Le recyclage (du pneu), chasseur de moustiques?

Le 05/12/2015 à 21:03  

Le recyclage (du pneu), chasseur de moustiques? 

Pneus recyclés Mais quelle mouche a piqué le pneu recyclé, pour qu'il soit désormais un allié de la traque à la propagation des moustiques?  La question a sa réponse : le pneu transformé en granulat de caoutchouc, grâce au recyclage de pneus usagés sert de matière première à la fabrication d’un dispositif original et innovant, particulièrement intéressant dans les régions où ces p'tites bêtes abondent... Le principe est simple; encore fallait-il y penser : il consiste en un filtre de gouttière qui permet à l’eau de s’écouler normalement, tout en empêchant les bestioles d’atteindre les eaux stagnantes et donc d’installer leurs gites larvaires...

 Le moustique pique ; il transmet aussi des maladies parfois mortelles (dengue et de chikungunya), qui se transmettent via des épidémies, alors que l’on sait par ailleurs, que la petite bête est le plus souvent sédentaire : son champ d’action excède rarement un rayon de 25 mètres autour de son gîte larvaire d’origine, à savoir des eaux stagnantes.
Autant dire que dans les régions chaudes, la lutte anti-moustiques relève de la santé publique.

L’idée de Christophe Put et Thierry Suviri, les deux dirigeants d’Aedes, une société basée en Nouvelle Calédonie, était d’empêcher l’installation des gîtes larvaires : autant prendre le problème à la base.
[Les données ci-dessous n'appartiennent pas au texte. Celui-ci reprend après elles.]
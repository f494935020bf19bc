//! Free-text sanitization.
//!
//! HTML-escapes the characters that matter for downstream rendering
//! and query construction, and strips non-printable control bytes.
//! Escaping is idempotent: an ampersand that already heads one of our
//! own escape sequences is left alone, so re-sanitizing stored text
//! never double-escapes it.

use std::borrow::Cow;

/// Escape sequences this sanitizer emits or recognizes as already
/// escaped. `&#39;` is the common alternate spelling for apostrophes.
const ENTITIES: &[&str] = &["&amp;", "&lt;", "&gt;", "&quot;", "&#x27;", "&#39;"];

fn heads_entity(rest: &str) -> bool {
    ENTITIES.iter().any(|e| rest.starts_with(e))
}

/// C0 controls other than tab, newline, and carriage return, plus DEL.
fn is_stripped_control(c: char) -> bool {
    matches!(c, '\u{00}'..='\u{08}' | '\u{0B}' | '\u{0C}' | '\u{0E}'..='\u{1F}' | '\u{7F}')
}

/// Sanitize free text for safe storage and rendering.
///
/// Returns the input unchanged (borrowed) when nothing needs escaping.
pub fn sanitize(text: &str) -> Cow<'_, str> {
    let dirty_from = text.char_indices().find_map(|(i, c)| {
        let dirty = match c {
            '<' | '>' | '"' | '\'' => true,
            '&' => !heads_entity(&text[i..]),
            _ => is_stripped_control(c),
        };
        dirty.then_some(i)
    });
    let Some(first) = dirty_from else {
        return Cow::Borrowed(text);
    };

    let mut out = String::with_capacity(text.len() + 16);
    out.push_str(&text[..first]);
    let mut rest = &text[first..];
    while let Some(c) = rest.chars().next() {
        match c {
            '<' => out.push_str("&lt;"),
            '>' => out.push_str("&gt;"),
            '"' => out.push_str("&quot;"),
            '\'' => out.push_str("&#x27;"),
            '&' if heads_entity(rest) => out.push('&'),
            '&' => out.push_str("&amp;"),
            c if is_stripped_control(c) => {}
            c => out.push(c),
        }
        rest = &rest[c.len_utf8()..];
    }
    Cow::Owned(out)
}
En 2012, ils ont imaginé un dispositif à installer dans les gouttières, à mi-chemin entre le filtre et le bouchon, à la fois suffisamment poreux pour laisser passer les eaux de pluie et suffisamment dense pour éviter aux moustiques de passer, donc de pondre. Naturellement, il fallait pour cela un matériau imputrescible, sans risque pour la santé ni pour l’environnement et capable de s’agglomérer aisément. Instinctivement, les deux associés se sont tournés vers les granulats de caoutchouc et ont fabriqué un prototype, baptisé « Aglostic ».

Si ce prototype était techniquement concluant, restaient des questions relatives à son efficacité : la porosité du filtre permet-elle malgré tout, de retenir toutes les larves des moustiques ? L’eau de pluie passe-t-elle suffisamment rapidement à travers pour ne pas déborder des gouttières ? Le dispositif sera-t-il intègre et pérenne dans le temps ?
Pour répondre à ces questions, il n’y avait pas trente six solutions : il était nécessaire de recourir à des experts, avant de passer à la transformation d’un prototype prometteur en un produit fini commercialisable. C’est dans ce contexte qu’Aliapur, qui a été sollicité, afin de fournir de l’aide en Recherche & Développement, a financé l’étude (des travaux qui ont duré près d’un an) et a scientifiquement validé les choix techniques d’Aedes pour son dispositif.
« Courant 2014, nous avons demandé au Centre de Transfert Technologique du Mans (CTTM), avec lequel nous travaillons régulièrement, de faire une étude approfondie sur ce dispositif », a récemment indiqué Jean-Philippe Faure, Directeur R&D d’Aliapur : « la taille de granulats à utiliser, le choix du liant, la résistance mécanique du dispositif, la vitesse d’infiltration et d’écoulement des eaux, la qualité du drainage, l’innocuité sanitaire et environnementale des eaux ainsi filtrées… »

S’il va de soi que les quantités de granulats qui pourraient être absorbées par ce nouveau procédé ne seraient pas très importantes au regard de ce qui est nécessaire pour confectionner des terrains sportifs et autres pelouses synthétiques, il reste que cette invention s’avèrera utile partout où le moustique sévit. Au demeurant, depuis que les bienfaits de la démarche entreprise ont été validés, la société Aedes a reçu plusieurs récompenses : soutenue par la BPI France, elle travaille désormais activement au déploiement de l’Aglostic, tandis qu’Aliapur a obtenu l’exclusivité de la licence d’exploitation du brevet pour la métropole et les Antilles (en échange du financement d’une année d’études et de tests). « La filière recherche donc aujourd’hui des partenaires industriels prêts à exploiter ce brevet, en particulier dans les secteurs du bâtiment et de la lutte contre les nuisibles », conclut Jean-Philippe Faure.